Influence of Mg2+ ion on the optical and magnetic properties of TiO2 nanostructures: A key role of oxygen vacancy

Abstract

Over the years, oxide based dilute magnetic semiconductor (DMS) materials have been of great interest due to their potential use in spintronic devices. Among several oxide based DMS materials, TiO2 nanoparticles (NPs) have been considered largely due to their interesting optical and magnetic properties. The effect of Mg doping on intrinsic defect formation (oxygen vacancy) was investigated by UV–vis and PL spectroscopy studies.
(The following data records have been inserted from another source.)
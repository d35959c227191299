use std::sync::OnceLock;

use super::{GateEvent, Listener};

static REGISTRY: OnceLock<EventRegistry> = OnceLock::new();

/// Registry holding all registered event listeners.
///
/// Use [`register_event_listeners`] to configure listeners at application startup.
pub struct EventRegistry {
    listeners: Vec<Box<dyn Listener>>,
}

impl EventRegistry {
    fn new() -> Self {
        Self {
            listeners: Vec::new(),
        }
    }

    /// Register a listener to receive events.
    ///
    /// Listeners are called in the order they are registered.
    pub fn listen(&mut self, listener: impl Listener) -> &mut Self {
        self.listeners.push(Box::new(listener));
        self
    }

    pub fn len(&self) -> usize {
        self.listeners.len()
    }

    pub fn is_empty(&self) -> bool {
        self.listeners.is_empty()
    }

    async fn dispatch(&self, event: &GateEvent) {
        log::trace!(target: "quizgate::events", "msg=\"dispatch\" event={}", event.name());
        for listener in &self.listeners {
            listener.handle(event).await;
        }
    }
}

/// Register event listeners at application startup.
///
/// Call this once during initialization to configure which listeners
/// should handle gate events. If not called, events are
/// silently ignored.
///
/// # Example
///
/// ```rust,ignore
/// use quizgate::register_event_listeners;
/// use quizgate::events::listeners::LoggingListener;
///
/// fn main() {
///     register_event_listeners(|registry| {
///         registry
///             .listen(LoggingListener::new())
///             .listen(DenialCounter);
///     });
///
///     // start server...
/// }
/// ```
///
/// # Panics
///
/// Does not panic, but logs a warning if called more than once.
/// Only the first call takes effect.
pub fn register_event_listeners<F>(f: F)
where
    F: FnOnce(&mut EventRegistry),
{
    let mut registry = EventRegistry::new();
    f(&mut registry);
    let count = registry.len();
    match REGISTRY.set(registry) {
        Ok(()) => {
            log::debug!(target: "quizgate::events", "msg=\"event listeners registered\" count={count}");
        }
        Err(_) => {
            log::warn!(
                target: "quizgate::events",
                "msg=\"register_event_listeners called more than once, ignoring\""
            );
        }
    }
}

/// Dispatch an event to all registered listeners.
///
/// If no listeners are registered, this is a no-op.
pub async fn dispatch(event: GateEvent) {
    if let Some(registry) = REGISTRY.get() {
        registry.dispatch(&event).await;
    }
}
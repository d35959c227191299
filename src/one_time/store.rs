//! Key-value store abstraction behind one-time tokens.

use async_trait::async_trait;
use chrono::{DateTime, Duration, Utc};

use crate::GateError;

/// Instant at which a record stored now with `ttl` may be dropped.
///
/// Saturates at the representable range instead of overflowing.
pub(crate) fn retain_until(ttl: Duration) -> DateTime<Utc> {
    Utc::now().checked_add_signed(ttl).unwrap_or(if ttl < Duration::zero() {
        DateTime::<Utc>::MIN_UTC
    } else {
        DateTime::<Utc>::MAX_UTC
    })
}

/// Minimal key-value store consumed by [`OneTimeTokenStore`](super::OneTimeTokenStore).
///
/// Implement this trait for a shared backend (redis, a blob store, a database)
/// when several gate instances must see the same tokens.
#[async_trait]
pub trait KeyValueStore: Send + Sync {
    /// Stores `value` under `key`, replacing any previous value.
    ///
    /// `ttl` is a retention hint: a record may be dropped once it has elapsed,
    /// but callers must not rely on that for expiry decisions.
    async fn set(&self, key: &str, value: String, ttl: Duration) -> Result<(), GateError>;

    async fn get(&self, key: &str) -> Result<Option<String>, GateError>;

    /// Deleting a missing key is not an error.
    async fn delete(&self, key: &str) -> Result<(), GateError>;

    /// Fetches and deletes `key`.
    ///
    /// The default is `get` followed by `delete`. Two concurrent callers can
    /// both observe the value before either delete lands, so single use is
    /// not guaranteed. Stores with an atomic primitive override this and
    /// return `true` from [`atomic_take`](KeyValueStore::atomic_take).
    async fn take(&self, key: &str) -> Result<Option<String>, GateError> {
        let value = self.get(key).await?;
        if value.is_some() {
            self.delete(key).await?;
        }
        Ok(value)
    }

    /// Whether [`take`](KeyValueStore::take) is a single atomic operation.
    fn atomic_take(&self) -> bool {
        false
    }
}
mod config;
mod cookie;
mod token;

pub use config::SessionConfig;
pub use cookie::{COOKIE_ATTRIBUTES, clear_session_cookie, find_cookie, session_cookie};
pub use token::{
    RawSessionToken, SEPARATOR, SessionPayload, SessionToken, TOKEN_VERSION, VerificationResult,
};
In particular, 5% Mg-doped TiO2 has promising photocatalytic activity for the degradation of methylene blue (MB) and 4-nitrophenol (4-NP) over the pure and other Mg-doped TiO2 samples. This noteworthy enhanced photocatalytic activity could be attributed to both the effective separation of charge carrier and the strong light absorption ability, resulting from the incorporation of Mg into TiO2 lattice. As compared to pure TiO2 sample, Mg doped TiO2 samples display a remarked increase in saturation magnetization (Ms). Therefore, the combination of PL and magnetic measurements shows the increase of oxygen vacancy due to the Mg doping which plays a key role in the optical and magnetic performances of the TiO2 NPs.